* [Entries provided]
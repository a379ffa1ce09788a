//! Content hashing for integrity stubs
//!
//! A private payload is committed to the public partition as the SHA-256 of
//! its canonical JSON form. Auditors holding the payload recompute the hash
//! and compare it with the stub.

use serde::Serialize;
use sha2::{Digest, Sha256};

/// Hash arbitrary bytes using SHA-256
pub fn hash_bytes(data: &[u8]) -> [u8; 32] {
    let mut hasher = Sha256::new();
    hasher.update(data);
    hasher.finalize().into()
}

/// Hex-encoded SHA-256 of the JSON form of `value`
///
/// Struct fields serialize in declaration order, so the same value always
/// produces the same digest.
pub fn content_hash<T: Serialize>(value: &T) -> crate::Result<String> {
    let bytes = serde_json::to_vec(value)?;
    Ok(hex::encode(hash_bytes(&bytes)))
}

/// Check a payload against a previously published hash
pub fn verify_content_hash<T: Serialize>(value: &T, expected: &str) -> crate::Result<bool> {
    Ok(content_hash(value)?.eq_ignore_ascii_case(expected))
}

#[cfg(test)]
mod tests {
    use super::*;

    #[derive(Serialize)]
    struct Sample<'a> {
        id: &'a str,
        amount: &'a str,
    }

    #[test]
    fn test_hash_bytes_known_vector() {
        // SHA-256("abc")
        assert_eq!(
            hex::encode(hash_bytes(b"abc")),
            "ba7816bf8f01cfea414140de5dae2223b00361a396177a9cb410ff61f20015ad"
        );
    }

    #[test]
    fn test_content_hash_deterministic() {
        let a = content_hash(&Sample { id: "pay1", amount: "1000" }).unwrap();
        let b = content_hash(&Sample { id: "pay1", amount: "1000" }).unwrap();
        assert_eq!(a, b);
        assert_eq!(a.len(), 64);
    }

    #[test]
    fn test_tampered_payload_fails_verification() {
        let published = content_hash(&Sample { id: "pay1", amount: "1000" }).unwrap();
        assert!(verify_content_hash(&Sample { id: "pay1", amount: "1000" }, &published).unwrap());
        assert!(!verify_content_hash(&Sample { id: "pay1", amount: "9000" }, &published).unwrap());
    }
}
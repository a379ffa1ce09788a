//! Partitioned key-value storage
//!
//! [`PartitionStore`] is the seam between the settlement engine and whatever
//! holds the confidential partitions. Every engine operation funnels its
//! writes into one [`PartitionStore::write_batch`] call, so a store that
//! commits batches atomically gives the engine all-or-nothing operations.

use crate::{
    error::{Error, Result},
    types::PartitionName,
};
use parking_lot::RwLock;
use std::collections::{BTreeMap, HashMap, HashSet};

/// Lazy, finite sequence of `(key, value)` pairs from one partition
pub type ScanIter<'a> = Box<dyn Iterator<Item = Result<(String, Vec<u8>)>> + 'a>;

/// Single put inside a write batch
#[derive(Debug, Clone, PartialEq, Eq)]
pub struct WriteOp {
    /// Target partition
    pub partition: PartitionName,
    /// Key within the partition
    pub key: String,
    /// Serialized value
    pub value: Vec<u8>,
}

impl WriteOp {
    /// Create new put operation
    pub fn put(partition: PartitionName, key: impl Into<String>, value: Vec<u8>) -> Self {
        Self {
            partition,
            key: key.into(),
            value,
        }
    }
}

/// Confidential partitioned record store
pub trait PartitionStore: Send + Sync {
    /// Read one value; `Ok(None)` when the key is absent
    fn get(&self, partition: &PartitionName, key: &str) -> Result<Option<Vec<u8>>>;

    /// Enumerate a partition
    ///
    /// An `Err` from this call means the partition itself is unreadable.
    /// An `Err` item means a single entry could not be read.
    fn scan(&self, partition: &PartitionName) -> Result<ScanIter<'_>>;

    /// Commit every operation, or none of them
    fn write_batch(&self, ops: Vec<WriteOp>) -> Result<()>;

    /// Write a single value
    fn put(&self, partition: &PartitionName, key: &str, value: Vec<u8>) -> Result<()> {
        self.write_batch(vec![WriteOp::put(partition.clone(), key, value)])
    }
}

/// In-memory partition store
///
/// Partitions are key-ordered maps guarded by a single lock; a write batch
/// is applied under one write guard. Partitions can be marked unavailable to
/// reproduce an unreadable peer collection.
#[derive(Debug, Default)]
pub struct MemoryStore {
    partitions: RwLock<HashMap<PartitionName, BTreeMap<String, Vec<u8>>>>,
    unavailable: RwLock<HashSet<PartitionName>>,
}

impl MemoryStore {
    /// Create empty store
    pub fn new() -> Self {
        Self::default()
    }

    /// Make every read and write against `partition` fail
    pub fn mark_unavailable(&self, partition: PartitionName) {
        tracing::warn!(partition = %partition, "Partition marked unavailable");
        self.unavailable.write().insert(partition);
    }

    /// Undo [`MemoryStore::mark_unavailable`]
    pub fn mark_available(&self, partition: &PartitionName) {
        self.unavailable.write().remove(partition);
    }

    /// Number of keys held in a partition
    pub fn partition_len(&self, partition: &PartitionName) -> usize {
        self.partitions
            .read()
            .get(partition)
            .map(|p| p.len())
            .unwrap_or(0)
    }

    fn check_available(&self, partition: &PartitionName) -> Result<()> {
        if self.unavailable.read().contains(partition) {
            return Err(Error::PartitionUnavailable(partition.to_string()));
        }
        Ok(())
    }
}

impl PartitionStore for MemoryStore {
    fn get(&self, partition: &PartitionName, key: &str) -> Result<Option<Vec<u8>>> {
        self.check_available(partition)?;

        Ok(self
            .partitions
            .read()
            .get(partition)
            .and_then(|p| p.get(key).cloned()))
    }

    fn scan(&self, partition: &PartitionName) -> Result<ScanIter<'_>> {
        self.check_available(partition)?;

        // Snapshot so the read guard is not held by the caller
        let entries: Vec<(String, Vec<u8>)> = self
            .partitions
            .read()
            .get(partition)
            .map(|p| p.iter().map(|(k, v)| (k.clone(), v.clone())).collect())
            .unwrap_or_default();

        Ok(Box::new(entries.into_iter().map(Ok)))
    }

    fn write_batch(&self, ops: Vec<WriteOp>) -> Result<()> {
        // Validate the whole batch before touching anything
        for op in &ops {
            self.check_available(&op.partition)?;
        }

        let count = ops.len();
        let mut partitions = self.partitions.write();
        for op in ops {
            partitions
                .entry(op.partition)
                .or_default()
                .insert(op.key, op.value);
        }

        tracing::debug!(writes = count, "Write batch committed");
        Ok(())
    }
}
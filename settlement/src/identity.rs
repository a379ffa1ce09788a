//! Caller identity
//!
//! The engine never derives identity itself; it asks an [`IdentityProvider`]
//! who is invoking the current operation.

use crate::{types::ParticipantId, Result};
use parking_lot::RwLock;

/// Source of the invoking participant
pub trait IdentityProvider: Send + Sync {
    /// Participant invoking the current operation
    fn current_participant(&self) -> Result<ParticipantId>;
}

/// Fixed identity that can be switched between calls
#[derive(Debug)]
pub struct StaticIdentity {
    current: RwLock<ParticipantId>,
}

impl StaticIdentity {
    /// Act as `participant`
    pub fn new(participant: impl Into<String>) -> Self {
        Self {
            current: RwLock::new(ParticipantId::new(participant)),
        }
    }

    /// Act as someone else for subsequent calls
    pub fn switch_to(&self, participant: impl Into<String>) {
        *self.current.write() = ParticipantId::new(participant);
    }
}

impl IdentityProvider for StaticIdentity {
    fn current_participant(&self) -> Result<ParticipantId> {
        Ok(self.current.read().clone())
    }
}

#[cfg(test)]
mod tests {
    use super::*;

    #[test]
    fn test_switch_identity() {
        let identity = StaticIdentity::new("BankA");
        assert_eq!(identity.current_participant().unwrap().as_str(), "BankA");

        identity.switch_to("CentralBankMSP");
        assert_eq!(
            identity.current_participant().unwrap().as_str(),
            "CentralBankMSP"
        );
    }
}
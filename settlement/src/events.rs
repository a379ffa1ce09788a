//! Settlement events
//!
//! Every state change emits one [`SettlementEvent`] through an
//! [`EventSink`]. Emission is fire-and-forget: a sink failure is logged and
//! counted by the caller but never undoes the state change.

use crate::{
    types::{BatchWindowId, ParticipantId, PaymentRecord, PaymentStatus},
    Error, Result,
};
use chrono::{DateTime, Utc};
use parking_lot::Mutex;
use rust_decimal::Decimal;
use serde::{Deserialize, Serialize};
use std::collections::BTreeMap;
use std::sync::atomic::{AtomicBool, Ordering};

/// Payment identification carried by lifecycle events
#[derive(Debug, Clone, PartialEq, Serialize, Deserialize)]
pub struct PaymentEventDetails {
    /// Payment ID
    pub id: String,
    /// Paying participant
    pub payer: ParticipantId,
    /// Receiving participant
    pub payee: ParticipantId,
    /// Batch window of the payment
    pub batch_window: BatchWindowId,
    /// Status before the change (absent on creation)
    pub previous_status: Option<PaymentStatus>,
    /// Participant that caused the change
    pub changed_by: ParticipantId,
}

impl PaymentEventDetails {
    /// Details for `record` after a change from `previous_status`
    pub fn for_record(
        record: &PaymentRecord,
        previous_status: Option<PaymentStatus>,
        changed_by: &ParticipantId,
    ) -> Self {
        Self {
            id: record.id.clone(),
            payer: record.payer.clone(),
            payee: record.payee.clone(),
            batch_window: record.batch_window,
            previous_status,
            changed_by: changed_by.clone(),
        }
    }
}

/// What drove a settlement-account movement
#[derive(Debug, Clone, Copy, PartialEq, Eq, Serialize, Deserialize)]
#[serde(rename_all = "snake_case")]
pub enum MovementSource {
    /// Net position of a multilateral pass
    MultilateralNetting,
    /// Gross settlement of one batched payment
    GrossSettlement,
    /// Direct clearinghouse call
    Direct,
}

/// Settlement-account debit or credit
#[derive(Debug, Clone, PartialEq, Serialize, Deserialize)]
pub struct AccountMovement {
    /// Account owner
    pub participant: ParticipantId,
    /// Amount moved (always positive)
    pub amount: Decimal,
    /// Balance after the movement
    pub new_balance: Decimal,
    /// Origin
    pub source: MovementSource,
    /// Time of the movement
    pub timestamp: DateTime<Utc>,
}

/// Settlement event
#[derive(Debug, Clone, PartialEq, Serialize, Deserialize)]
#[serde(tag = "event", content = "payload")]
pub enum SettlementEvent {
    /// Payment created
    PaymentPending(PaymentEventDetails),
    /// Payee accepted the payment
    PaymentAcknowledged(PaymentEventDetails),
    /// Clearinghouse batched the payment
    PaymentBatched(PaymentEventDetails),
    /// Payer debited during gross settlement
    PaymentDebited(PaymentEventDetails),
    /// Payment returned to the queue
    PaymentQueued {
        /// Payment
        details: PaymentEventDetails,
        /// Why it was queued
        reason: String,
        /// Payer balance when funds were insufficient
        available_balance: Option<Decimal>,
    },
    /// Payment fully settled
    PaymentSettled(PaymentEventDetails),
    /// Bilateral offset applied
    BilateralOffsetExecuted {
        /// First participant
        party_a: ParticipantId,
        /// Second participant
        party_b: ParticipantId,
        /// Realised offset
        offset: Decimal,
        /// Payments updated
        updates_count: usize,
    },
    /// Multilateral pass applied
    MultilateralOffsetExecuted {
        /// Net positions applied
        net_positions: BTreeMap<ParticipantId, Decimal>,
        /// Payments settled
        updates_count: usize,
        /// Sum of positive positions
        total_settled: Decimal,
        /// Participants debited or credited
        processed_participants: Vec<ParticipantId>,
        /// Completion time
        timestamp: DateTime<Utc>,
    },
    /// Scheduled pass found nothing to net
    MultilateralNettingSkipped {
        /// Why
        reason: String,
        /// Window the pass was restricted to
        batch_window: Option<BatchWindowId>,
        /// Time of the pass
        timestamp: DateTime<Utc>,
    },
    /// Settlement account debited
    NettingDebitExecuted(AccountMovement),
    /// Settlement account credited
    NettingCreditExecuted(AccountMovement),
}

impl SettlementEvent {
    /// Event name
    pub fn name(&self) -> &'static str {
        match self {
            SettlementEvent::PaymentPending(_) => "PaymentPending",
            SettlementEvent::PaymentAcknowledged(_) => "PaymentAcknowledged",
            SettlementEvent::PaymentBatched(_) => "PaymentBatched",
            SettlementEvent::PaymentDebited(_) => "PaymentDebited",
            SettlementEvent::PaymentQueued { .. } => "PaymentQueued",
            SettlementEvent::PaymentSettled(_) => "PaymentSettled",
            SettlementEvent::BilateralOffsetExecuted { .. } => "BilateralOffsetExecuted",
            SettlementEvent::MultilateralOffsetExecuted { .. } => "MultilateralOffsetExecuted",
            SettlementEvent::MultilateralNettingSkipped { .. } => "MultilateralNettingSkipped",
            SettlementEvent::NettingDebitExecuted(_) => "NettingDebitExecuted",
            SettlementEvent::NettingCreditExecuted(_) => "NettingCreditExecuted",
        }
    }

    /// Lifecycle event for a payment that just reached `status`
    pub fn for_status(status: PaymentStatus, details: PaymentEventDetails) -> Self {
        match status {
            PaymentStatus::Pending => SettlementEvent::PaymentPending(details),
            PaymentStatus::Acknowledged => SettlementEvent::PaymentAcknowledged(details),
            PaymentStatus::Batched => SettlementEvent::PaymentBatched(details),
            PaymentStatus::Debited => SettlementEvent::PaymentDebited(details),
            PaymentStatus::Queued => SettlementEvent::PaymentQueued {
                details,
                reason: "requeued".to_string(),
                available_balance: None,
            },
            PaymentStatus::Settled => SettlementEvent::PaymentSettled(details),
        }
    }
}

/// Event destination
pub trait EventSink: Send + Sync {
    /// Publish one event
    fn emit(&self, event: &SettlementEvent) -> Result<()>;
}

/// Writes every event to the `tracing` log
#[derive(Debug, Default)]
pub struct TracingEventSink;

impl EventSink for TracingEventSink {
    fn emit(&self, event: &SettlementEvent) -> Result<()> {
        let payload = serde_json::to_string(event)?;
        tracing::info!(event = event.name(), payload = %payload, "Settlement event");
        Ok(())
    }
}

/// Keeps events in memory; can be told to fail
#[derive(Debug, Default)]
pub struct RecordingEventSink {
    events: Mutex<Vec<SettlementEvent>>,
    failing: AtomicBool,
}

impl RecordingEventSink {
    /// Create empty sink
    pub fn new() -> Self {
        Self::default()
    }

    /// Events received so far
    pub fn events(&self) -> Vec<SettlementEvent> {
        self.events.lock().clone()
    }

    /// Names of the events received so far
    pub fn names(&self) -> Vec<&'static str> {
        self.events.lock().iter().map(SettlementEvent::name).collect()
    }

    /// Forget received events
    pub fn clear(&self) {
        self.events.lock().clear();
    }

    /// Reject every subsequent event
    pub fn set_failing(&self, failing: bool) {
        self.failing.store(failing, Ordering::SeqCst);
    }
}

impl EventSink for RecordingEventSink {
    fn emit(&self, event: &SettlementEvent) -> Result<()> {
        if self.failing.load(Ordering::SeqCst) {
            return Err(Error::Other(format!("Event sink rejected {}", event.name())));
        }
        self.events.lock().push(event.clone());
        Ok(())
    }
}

* [What you should do]
Give the count, and only the count, of lines in these records that hold the string "expected".

* [Exercise output]
2